There are dozens of ways Indiana United Methodists can act in antiracist ways.  These could begin to repair damage done over the decades by racial violence and brokenness.  Such actions might be mixed and matched together through study, travel, outreach, witness, etc.  A tithe from our conference program budget might:

1)     Reestablish the work of a Commission on Religion and Race in the Annual Conference with funding for such work for the next decade.

2)     Join with our United Methodist Hospitals and other health services in direct, hands-on and prayer-supported, engagement to address the high rates of infant mortality in Indiana.  This is something that is particularly a problem in our minority communities.

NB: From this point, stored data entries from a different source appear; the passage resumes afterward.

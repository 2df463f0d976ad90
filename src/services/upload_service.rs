//! Resumable uploads: init → streamed part transfer → complete or abort.
//!
//! Part sends are strictly sequential, numbered from 1 in the order bytes
//! leave the inbound stream. A single reader task drains the storage
//! acknowledgements so a storage-side failure is noticed between sends; it
//! reports through a one-slot error channel and is always joined before the
//! transfer returns.

use crate::{
    backends::{BackendError, Backends, PartAck, PartStream, UploadPartRequest},
    errors::{GatewayError, GatewayResult},
    models::{
        bucket::bucket_for_owner,
        file::{FOLDER_MIME_TYPE, File, FilePatch, NewFile, ROOT_PARENT},
        permission::Role,
        upload::{NewUpload, UploadSession, UploadState},
    },
    services::{key_lock::KeyedLocks, permission_resolver::PermissionResolver},
};
use bytes::{Bytes, BytesMut};
use futures::{Stream, StreamExt, pin_mut};
use std::io;
use tokio::sync::mpsc;
use tracing::{debug, info, warn};

/// Smallest part object storage accepts (except for the last one).
pub const MIN_PART_BYTES: i64 = 5 * 1024 * 1024;
/// Largest part object storage accepts.
pub const MAX_PART_BYTES: i64 = 5 * 1024 * 1024 * 1024;
/// Target number of parts per upload.
const PARTS_PER_UPLOAD: i64 = 50;
/// Largest body accepted by a direct (non-resumable) upload.
pub const MAX_MEDIA_BYTES: usize = 5 * 1024 * 1024;

/// Bytes per part for an upload of `declared_size` bytes.
pub fn part_size(declared_size: i64) -> usize {
    (declared_size / PARTS_PER_UPLOAD).clamp(MIN_PART_BYTES, MAX_PART_BYTES) as usize
}

/// What a client declares when starting an upload.
#[derive(Clone, Debug)]
pub struct InitUpload {
    pub name: String,
    pub mime_type: String,
    pub declared_size: i64,
    pub parent_id: String,
}

#[derive(Clone)]
pub struct UploadService {
    backends: Backends,
    resolver: PermissionResolver,
    /// Uploads with a part transfer in flight in this process.
    active: KeyedLocks,
}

3)     Offer annual updates and workshops on the racial makeup of our congregations and populations in each county in a district.  This would offer new insights for persons who mistakenly believe there is “no diversity in our community.”  Several counties have seen significant increases in Hispanic and other non-white populations in the last decade; still many in our churches seem not to be aware.

4)     Provide resources for at least two annual gatherings of persons of color in the conference, pastors and laity.  Mostly they would get to know one another.  Another goal could be to monitor conference actions; or another goal might be to design “learning journeys” with white clergy and laity where they could spend time in prayer, reflection, learning and planning for the future, together.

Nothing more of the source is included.